Even though the need for transplantable organs far outweighs the supply, the number of organs donated could be more than doubled--saving thousands of lives every year--if the procurement process were improved. These findings by researchers from Harvard Medical School, Boston University, and the Institute for Healthcare Improvement appear in the summer issue of Health Care Financing Review published this week.
Although millions of people across the country are registered donors, only two percent of them annually suffer brain death and meet the other medical requirements for being a cadaveric donor. The U.S. Department of Health and Human Services (HHS) suggests that the number of actual donors may be further limited by organ procurement organizations (OPOs) that do not utilize the most efficient practices.
"We needed to know if we have a supply of potential donors who can meet the demand for organs," said Edward Guadagnoli, first author on the study and an associate professor of health care policy at Harvard Medical School. "We didn't know until we used a statistical model to estimate that number." The researchers determined that the number is about 17,000 potential donors each year.
OPOs coordinate the organ donation process and match potential donors to recipients. They also deal directly with the potential donor's family to get consent for donation. Organ donation usually comes at a difficult time for families, and the way an OPO addresses the situation can mean the difference between saving a life through transplantation and losing a potential donor. Family resistance to organ donation is the primary reason that potential donors do not donate.
According to the study, OPOs have an efficiency rate of between 20 and 80 percent, with an average rate of about 34 percent. In other words, the country's medical industry is using only one third of the potential donors.
Even with 100 percent OPO efficiency, Guadagnoli says, there still would not be enough potential donors to supply the current demand for organs.

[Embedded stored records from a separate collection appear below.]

//! The coverage table: a configurable view over the catalog's coverages.
//!
//! A table holds a series, a time range, a geographic box, an optional
//! preferred resolution and an optional operation. Queries return pooled
//! entries, so two tables with the same configuration share entries and
//! their caches.

use std::collections::HashMap;
use std::sync::Arc;

use tokio::sync::Mutex as AsyncMutex;
use tracing::{debug, warn};

use catalog_store::{CoverageQuery, CoverageRecord};
use coverage_common::{BoundingBox, CatalogError, CatalogResult, Crs, Envelope, TimeRange};

use crate::comparator::CoverageComparator;
use crate::entry::CoverageEntry;
use crate::operation::Operation;
use crate::parameters::Parameters;
use crate::reference::CoverageReference;
use crate::services::CatalogServices;

#[derive(Debug, Clone)]
struct TableConfig {
    series: Option<String>,
    operation: Option<Operation>,
    resolution: Option<(f64, f64)>,
    time_range: TimeRange,
    bbox: BoundingBox,
}

impl Default for TableConfig {
    fn default() -> Self {
        Self {
            series: None,
            operation: None,
            resolution: None,
            time_range: TimeRange::unbounded(),
            bbox: BoundingBox::world(),
        }
    }
}

/// (series, format, CRS name)
type ParametersKey = (String, String, String);

/// State computed from the configuration on demand.
#[derive(Default)]
struct Derived {
    envelope: Option<Envelope>,
    comparator: Option<CoverageComparator>,
    parameters: HashMap<ParametersKey, Arc<Parameters>>,
}

struct TableState {
    config: TableConfig,
    derived: Derived,
}

impl TableState {
    fn requested_envelope(&mut self) -> Envelope {
        let config = &self.config;
        *self
            .derived
            .envelope
            .get_or_insert_with(|| Envelope::new(config.bbox, config.time_range))
    }

    fn comparator(&mut self) -> CoverageComparator {
        if let Some(comparator) = self.derived.comparator {
            return comparator;
        }
        let comparator = CoverageComparator::new(self.requested_envelope());
        self.derived.comparator = Some(comparator);
        comparator
    }

    fn clear(&mut self, reason: &str) {
        self.derived = Derived::default();
        debug!(reason, "Cleared derived table state");
    }
}

pub struct CoverageTable {
    services: Arc<CatalogServices>,
    state: AsyncMutex<TableState>,
}

impl CoverageTable {
    /// A table over every series, the whole world and all times.
    pub fn new(services: Arc<CatalogServices>) -> Self {
        Self::from_config(services, TableConfig::default())
    }

    pub fn for_series(services: Arc<CatalogServices>, series: impl Into<String>) -> Self {
        let config = TableConfig {
            series: Some(series.into()),
            ..TableConfig::default()
        };
        Self::from_config(services, config)
    }

    fn from_config(services: Arc<CatalogServices>, config: TableConfig) -> Self {
        Self {
            services,
            state: AsyncMutex::new(TableState {
                config,
                derived: Derived::default(),
            }),
        }
    }

    pub fn services(&self) -> &Arc<CatalogServices> {
        &self.services
    }

    /// A copy of this table's configuration with its own derived state.
    pub async fn view(&self) -> CoverageTable {
        let config = self.state.lock().await.config.clone();
        Self::from_config(self.services.clone(), config)
    }

    pub async fn series(&self) -> Option<String> {
        self.state.lock().await.config.series.clone()
    }

    pub async fn time_range(&self) -> TimeRange {
        self.state.lock().await.config.time_range
    }

    pub async fn geographic_bounding_box(&self) -> BoundingBox {
        self.state.lock().await.config.bbox
    }

    pub async fn preferred_resolution(&self) -> Option<(f64, f64)> {
        self.state.lock().await.config.resolution
    }

    pub async fn operation(&self) -> Option<Operation> {
        self.state.lock().await.config.operation
    }

    /// Restrict the table to one series, or `None` for every series.
    pub async fn set_series(&self, series: Option<String>) {
        let mut state = self.state.lock().await;
        if state.config.series != series {
            state.config.series = series;
            state.clear("series");
        }
    }

    pub async fn set_time_range(&self, time_range: TimeRange) {
        let mut state = self.state.lock().await;
        if state.config.time_range != time_range {
            state.config.time_range = time_range;
            state.derived.envelope = None;
            state.derived.comparator = None;
            debug!(start = %time_range.start, end = %time_range.end, "Time range changed");
        }
    }

    pub async fn set_geographic_bounding_box(&self, bbox: BoundingBox) {
        let mut state = self.state.lock().await;
        if state.config.bbox != bbox {
            state.config.bbox = bbox;
            state.clear("bounding box");
        }
    }

    /// Set the desired cell size in degrees per pixel.
    pub async fn set_preferred_resolution(&self, resolution: Option<(f64, f64)>) {
        let bits = |r: Option<(f64, f64)>| r.map(|(x, y)| (x.to_bits(), y.to_bits()));
        let mut state = self.state.lock().await;
        if bits(state.config.resolution) != bits(resolution) {
            state.config.resolution = resolution;
            state.clear("resolution");
        }
    }

    pub async fn set_operation(&self, operation: Option<Operation>) {
        let mut state = self.state.lock().await;
        if state.config.operation != operation {
            state.config.operation = operation;
            state.clear("operation");
        }
    }

    /// Entries intersecting the table's time range and box, one per
    /// spatio-temporal identity.
    pub async fn entries(&self) -> CatalogResult<Vec<Arc<CoverageEntry>>> {
        let mut state = self.state.lock().await;
        self.load_entries(&mut state).await
    }

    /// The entry closest to the requested envelope.
    pub async fn entry(&self) -> CatalogResult<Option<Arc<CoverageEntry>>> {
        let mut state = self.state.lock().await;
        let entries = self.load_entries(&mut state).await?;
        let comparator = state.comparator();
        Ok(comparator.best(&entries).cloned())
    }

    /// The entry with the given name, in the table's series if one is set.
    ///
    /// Only a `None` name yields `Ok(None)`.
    pub async fn entry_named(&self, name: Option<&str>) -> CatalogResult<Option<Arc<CoverageEntry>>> {
        let Some(name) = name else {
            return Ok(None);
        };
        let mut state = self.state.lock().await;
        let mut records = self
            .services
            .store
            .find_coverages_named(state.config.series.as_deref(), name)
            .await?;
        if records.len() > 1 {
            return Err(CatalogError::invalid_record(
                "coverages",
                format!("{} coverages are named '{}'", records.len(), name),
            ));
        }
        let record = records.pop().ok_or_else(|| CatalogError::not_found("coverage", name))?;
        self.entry_from_record(&mut state, record).await.map(Some)
    }

    /// Union of the envelopes of the current entries.
    pub async fn envelope(&self) -> CatalogResult<Option<Envelope>> {
        let entries = self.entries().await?;
        Ok(entries
            .iter()
            .map(|entry| entry.envelope())
            .reduce(|a, b| a.union(&b)))
    }

    /// Time ranges of the current entries, ordered and without duplicates.
    pub async fn available_times(&self) -> CatalogResult<Vec<TimeRange>> {
        let entries = self.entries().await?;
        let mut times: Vec<TimeRange> = entries.iter().map(|entry| entry.time_range()).collect();
        times.sort_by_key(|t| (t.start, t.end));
        times.dedup();
        Ok(times)
    }

    async fn load_entries(&self, state: &mut TableState) -> CatalogResult<Vec<Arc<CoverageEntry>>> {
        let query = CoverageQuery {
            series: state.config.series.clone(),
            time_range: state.config.time_range,
            bbox: state.config.bbox,
        };
        let records = self.services.store.find_coverages(&query).await?;
        let found = records.len();

        let mut entries = Vec::with_capacity(found);
        for record in records {
            entries.push(self.entry_from_record(state, record).await?);
        }
        let entries = filter_resolution(entries, state.config.resolution);
        debug!(
            series = ?state.config.series,
            found,
            kept = entries.len(),
            "Loaded coverage entries"
        );
        Ok(entries)
    }

    async fn entry_from_record(&self, state: &mut TableState, record: CoverageRecord) -> CatalogResult<Arc<CoverageEntry>> {
        let reference = CoverageReference::try_from(record)?;
        let parameters = self.parameters(state, &reference).await?;
        let entry = CoverageEntry::new(reference, parameters, self.services.reader.clone());
        Ok(self.services.entries.canonicalize(entry))
    }

    async fn parameters(&self, state: &mut TableState, reference: &CoverageReference) -> CatalogResult<Arc<Parameters>> {
        let key = (reference.series.clone(), reference.format.clone(), reference.crs.clone());
        if let Some(parameters) = state.derived.parameters.get(&key) {
            return Ok(parameters.clone());
        }

        let series = self.services.store.series(&reference.series).await?;
        let format = self.services.formats.get(&reference.format).await?;
        let table_crs = Crs::wgs84();
        let coverage_crs = self.coverage_crs(&reference.crs).await?;
        let transform = self.services.geodesy.transform(&table_crs, &coverage_crs)?;
        let config = &self.services.config;

        let parameters = self.services.parameters.canonicalize(Parameters {
            series: series.name,
            series_path: series.path,
            format,
            operation: state.config.operation,
            table_crs,
            coverage_crs,
            temporal_crs: config.temporal_crs(),
            geographic_area: state.config.bbox,
            resolution: state.config.resolution,
            root_directory: config.root_directory.clone(),
            root_url: config.root_url.clone(),
            min_tile_size: config.min_tile_size,
            resolution_epsilon: config.resolution_epsilon,
            transform,
        });
        debug!(series = %key.0, format = %key.1, crs = %key.2, "Built entry parameters");
        state.derived.parameters.insert(key, parameters.clone());
        Ok(parameters)
    }

    async fn coverage_crs(&self, name: &str) -> CatalogResult<Crs> {
        let mut definitions = self.services.store.crs_definitions(name).await?;
        if definitions.len() > 1 {
            warn!(crs = %name, count = definitions.len(), "Ambiguous CRS records");
            return Err(CatalogError::invalid_record(
                "crs",
                format!("duplicate CRS definitions for '{}'", name),
            ));
        }
        let definition = definitions.pop().ok_or_else(|| CatalogError::not_found("crs", name))?;
        self.services.geodesy.parse_crs(&definition.name, &definition.definition)
    }
}

impl std::fmt::Debug for CoverageTable {
    fn fmt(&self, f: &mut std::fmt::Formatter<'_>) -> std::fmt::Result {
        f.debug_struct("CoverageTable").finish_non_exhaustive()
    }
}

type GroupKey = (String, TimeRange, [u64; 4]);

/// Keep one entry per (series, time range, box): the coarsest one with
/// enough resolution, or the finest when none has enough.
fn filter_resolution(entries: Vec<Arc<CoverageEntry>>, preferred: Option<(f64, f64)>) -> Vec<Arc<CoverageEntry>> {
    let mut order: Vec<GroupKey> = Vec::new();
    let mut kept: HashMap<GroupKey, Arc<CoverageEntry>> = HashMap::new();

    for entry in entries {
        let reference = entry.reference();
        let key = (reference.series.clone(), reference.time_range, reference.bbox.to_bits());
        match kept.get_mut(&key) {
            Some(current) => {
                if replaces(&entry, current, preferred) {
                    debug!(kept = %entry, dropped = %current, "Collapsed entries differing in resolution");
                    *current = entry;
                }
            }
            None => {
                order.push(key.clone());
                kept.insert(key, entry);
            }
        }
    }

    order.into_iter().filter_map(|key| kept.remove(&key)).collect()
}

fn replaces(candidate: &CoverageEntry, current: &CoverageEntry, preferred: Option<(f64, f64)>) -> bool {
    let cell = |entry: &CoverageEntry| {
        let (x, y) = entry.resolution();
        x * y
    };
    match (
        candidate.has_enough_resolution(preferred),
        current.has_enough_resolution(preferred),
    ) {
        (true, false) => true,
        (false, true) => false,
        (true, true) if preferred.is_some() => cell(candidate) > cell(current),
        _ => cell(candidate) < cell(current),
    }
}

"There are simply not enough. We figure there are about 17,000 potential donors a year, but the current need is too great. Every year, the number of people waiting increases," Guadagnoli says.
On September 9 and 10, HHS led the first of three seminars focused on increasing the number of actual donors. HHS Secretary Tommy Thompson is calling for OPOs to increase their efficiency to 75 percent, a goal that Guadagnoli says is high, but may be possible.
Other organ sources include living donors and xenotransplantation--the transplantation of an animal organ into a human. Yet cadaveric donations still provide almost 75 percent of transplanted organs. Guadagnoli says there is nothing on the medical horizon that can replace or significantly supplement this organ source.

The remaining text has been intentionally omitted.